Poster Poster Program Therapy Physics

Standardising Radiotherapy Treatment Planning: The Role of Plan Complexity

Abstract
Purpose

Most radiotherapy procedures follow standardized protocols to ensure quality. However, treatment planning and optimization still remain insufficiently standardized. This study evaluates the potential of incorporating plan complexity controls within class solution methodologies for reducing variability and improving the standardization of treatment planning across anatomical sites and delivery platforms.

Methods

VMAT plans were generated in Eclipse for lung stereotactic body radiotherapy (SBRT), stereotactic radiosurgery (SRS), and prostate with lymph node involvement.
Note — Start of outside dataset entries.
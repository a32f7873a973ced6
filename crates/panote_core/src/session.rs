//! Session controller composing the note collection, draft editor,
//! dictation state and notification slot.
//!
//! # Responsibility
//! - Own all mutable state for one note-taking session.
//! - Map operation outcomes to user-visible notifications.
//!
//! # Invariants
//! - At most one draft is open at a time; saving or discarding it leaves
//!   edit mode.
//! - A rejected save keeps the draft and edit mode untouched.
//! - Dictation runs only while a draft is open; every terminal dictation
//!   outcome returns the recording flag to idle.

use crate::dictation::{DictationEngine, DictationError, Transcription, TranscriptionStatus};
use crate::model::draft::{Draft, FormatToken, Formatting};
use crate::model::note::{Note, NoteId};
use crate::notify::{Notification, Notifier};
use crate::repo::note_repo::{MemoryNoteRepository, NoteRepository};
use crate::service::note_service::{NoteService, NoteServiceError};
use chrono::Utc;
use log::{debug, warn};

const MSG_NOTE_ADDED: &str = "Note added successfully";
const MSG_NOTE_UPDATED: &str = "Note updated successfully";
const MSG_NOTE_DELETED: &str = "Note deleted successfully";
const MSG_ALL_DELETED: &str = "All notes deleted successfully";
const MSG_EMPTY_FIELDS: &str = "Note title and content cannot be empty";
const MSG_DICTATION_FAILED: &str = "Failed to record audio";
const MSG_DICTATION_UNSUPPORTED: &str = "Speech recognition is not supported on this device";

const STARTER_NOTE_TITLE: &str = "Note Title";
const STARTER_NOTE_CONTENT: &str =
    "This is a preview of the note content. It will show the first few lines of the note...";

/// One user's note-taking session.
///
/// All mutations are synchronous; the only asynchronous completion is the
/// dictation one-shot, which callers observe via [`NoteSession::poll_dictation`].
pub struct NoteSession<R: NoteRepository = MemoryNoteRepository> {
    notes: NoteService<R>,
    draft: Option<Draft>,
    transcription: Option<Transcription>,
    recording: bool,
    notifier: Notifier,
}

impl NoteSession<MemoryNoteRepository> {
    /// Empty session.
    pub fn new() -> Self {
        Self::with_repository(MemoryNoteRepository::new())
    }

    /// Session pre-populated with the starter note shown on first launch.
    pub fn seeded() -> Self {
        let starter = Note {
            id: 1,
            title: STARTER_NOTE_TITLE.to_string(),
            content: STARTER_NOTE_CONTENT.to_string(),
            created_at: Utc::now(),
        };
        Self::with_repository(MemoryNoteRepository::with_notes(vec![starter]))
    }
}

impl Default for NoteSession<MemoryNoteRepository> {
    fn default() -> Self {
        Self::new()
    }
}

impl<R: NoteRepository> NoteSession<R> {
    /// Session over a caller-provided collection backend.
    pub fn with_repository(repo: R) -> Self {
        Self {
            notes: NoteService::new(repo),
            draft: None,
            transcription: None,
            recording: false,
            notifier: Notifier::new(),
        }
    }

    /// Committed notes in display order.
    pub fn notes(&self) -> &[Note] {
        self.notes.notes()
    }

    /// Looks up one committed note.
    pub fn get_note(&self, id: NoteId) -> Option<&Note> {
        self.notes.get_note(id)
    }

    /// Deletes one note. An absent id still reports success.
    pub fn delete_note(&mut self, id: NoteId) {
        self.notes.delete_note(id);
        self.notifier.success(MSG_NOTE_DELETED);
    }

    /// Deletes every note.
    pub fn delete_all(&mut self) {
        self.notes.delete_all();
        self.notifier.success(MSG_ALL_DELETED);
    }

    /// Whether a draft is currently open.
    pub fn is_editing(&self) -> bool {
        self.draft.is_some()
    }

    /// The open draft, if any.
    pub fn draft(&self) -> Option<&Draft> {
        self.draft.as_ref()
    }

    /// Opens a blank draft for a new note, dropping any previous draft and
    /// in-flight dictation.
    pub fn begin_create(&mut self) {
        self.end_dictation();
        self.draft = Some(Draft::new());
    }

    /// Opens a draft seeded from an existing note. Formatting starts from
    /// the unstyled defaults.
    ///
    /// Returns `false` and changes nothing when the id is unknown.
    pub fn begin_edit(&mut self, id: NoteId) -> bool {
        let Some(note) = self.notes.get_note(id) else {
            return false;
        };
        let draft = Draft::for_note(note);
        self.end_dictation();
        self.draft = Some(draft);
        true
    }

    /// Replaces the draft title. Ignored when no draft is open.
    pub fn set_title(&mut self, title: impl Into<String>) {
        if let Some(draft) = self.draft.as_mut() {
            draft.title = title.into();
        }
    }

    /// Replaces the draft content. Ignored when no draft is open.
    pub fn set_content(&mut self, content: impl Into<String>) {
        if let Some(draft) = self.draft.as_mut() {
            draft.content = content.into();
        }
    }

    /// Applies the toolbar's toggled token set to the draft formatting.
    pub fn set_formatting(&mut self, tokens: &[FormatToken]) {
        if let Some(draft) = self.draft.as_mut() {
            draft.formatting = Formatting::from_tokens(tokens);
        }
    }

    /// Commits the open draft into the collection.
    ///
    /// On success the draft is consumed, edit mode ends and a success
    /// notification is shown. A validation failure keeps the draft so the
    /// user can correct it. A stale update target is a silent no-op that
    /// also keeps the draft.
    pub fn save_draft(&mut self) -> bool {
        let Some(draft) = self.draft.as_ref() else {
            return false;
        };
        let result = match draft.id {
            None => self
                .notes
                .create_note(&draft.title, &draft.content)
                .map(|_| MSG_NOTE_ADDED),
            Some(id) => self
                .notes
                .update_note(id, &draft.title, &draft.content)
                .map(|_| MSG_NOTE_UPDATED),
        };

        match result {
            Ok(message) => {
                self.draft = None;
                self.end_dictation();
                self.notifier.success(message);
                true
            }
            Err(NoteServiceError::EmptyField(_)) => {
                self.notifier.error(MSG_EMPTY_FIELDS);
                false
            }
            Err(NoteServiceError::NoteNotFound(id)) => {
                // Stale target: nothing to update and nothing to tell the
                // user. The draft stays open.
                warn!("event=draft_save_skipped reason=stale_target id={id}");
                false
            }
        }
    }

    /// Leaves edit mode without touching the collection.
    pub fn discard_draft(&mut self) {
        self.draft = None;
        self.end_dictation();
    }

    /// Whether a dictation session is in flight.
    pub fn is_recording(&self) -> bool {
        self.recording
    }

    /// Starts a single-utterance dictation session for the open draft.
    ///
    /// Returns `false` when no draft is open, a session is already
    /// running, or the engine rejects the start; an engine rejection also
    /// shows an error notification.
    pub fn start_dictation(&mut self, engine: &mut dyn DictationEngine) -> bool {
        if self.draft.is_none() || self.recording {
            return false;
        }
        match engine.start() {
            Ok(transcription) => {
                self.transcription = Some(transcription);
                self.recording = true;
                debug!("event=dictation_started");
                true
            }
            Err(error) => {
                warn!("event=dictation_rejected reason={error}");
                let message = match error {
                    DictationError::Unavailable => MSG_DICTATION_UNSUPPORTED,
                    DictationError::Failed(_) => MSG_DICTATION_FAILED,
                };
                self.notifier.error(message);
                false
            }
        }
    }

    /// Polls the in-flight dictation session, if any.
    ///
    /// A final transcript is appended to the draft content, space-separated
    /// from existing text. A failure surfaces as an error notification and
    /// leaves the draft unchanged. Every terminal outcome returns the
    /// recording flag to idle.
    pub fn poll_dictation(&mut self) {
        let Some(transcription) = self.transcription.as_ref() else {
            return;
        };
        match transcription.poll() {
            TranscriptionStatus::Pending => {}
            TranscriptionStatus::Done(transcript) => {
                if let Some(draft) = self.draft.as_mut() {
                    draft.append_transcript(&transcript);
                }
                debug!(
                    "event=dictation_finished chars={}",
                    transcript.chars().count()
                );
                self.end_dictation();
            }
            TranscriptionStatus::Failed(error) => {
                warn!("event=dictation_failed reason={error}");
                self.notifier.error(MSG_DICTATION_FAILED);
                self.end_dictation();
            }
            TranscriptionStatus::Closed => {
                debug!("event=dictation_closed");
                self.end_dictation();
            }
        }
    }

    fn end_dictation(&mut self) {
        self.transcription = None;
        self.recording = false;
    }

    /// Currently visible notification, if it has not expired.
    pub fn notification(&mut self) -> Option<&Notification> {
        self.notifier.current()
    }
}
Plans were created for TrueBeam (all sites) and Halcyon (prostate). A three-stage optimization strategy was applied: (i) Off (no complexity control), (ii) ASC (Aperture Shape Controller set to Moderate), and (iii) MU (ASC plus monitor-unit limitation). Plans were required to remain dosimetrically equivalent using site-specific clinical acceptance criteria and were compared to assess variability and the impact of complexity control. Plan parameters and complexity were quantified using monitor units per cGy (MU/cGy), Plan Aperture Modulation (PAM), Plan Irregularity (PI), and Average Leaf Pair Opening (ALPO). Mean values, standard deviations, and relative differences were analyzed. ANOVA testing was applied to assess statistical significance.

Results

ASC alone produced modest metric improvements and limited variability reduction, with negligible impact on Halcyon. In contrast, MU limitation significantly improved all metrics for all sites/platforms. Reductions of ~35–50% in MU/cGy and ~60–90% in PAM were observed, with decreases in PI and increases in ALPO, consistent with simpler and more regular beam apertures. Inter-plan variability decreased consistently at the MU stage for all metrics and sites; all MU-stage changes were significant (p < 0.01), indicating plan aperture control as the dominant driver of variability reduction and harmonization.

Conclusion

Complexity management integrated into class solutions significantly reduced treatment-plan variability within treatment sites and across treatment platforms, while preserving dosimetric equivalence. Complexity metrics provide a quantitative framework for standardizing and harmonizing radiotherapy treatment planning.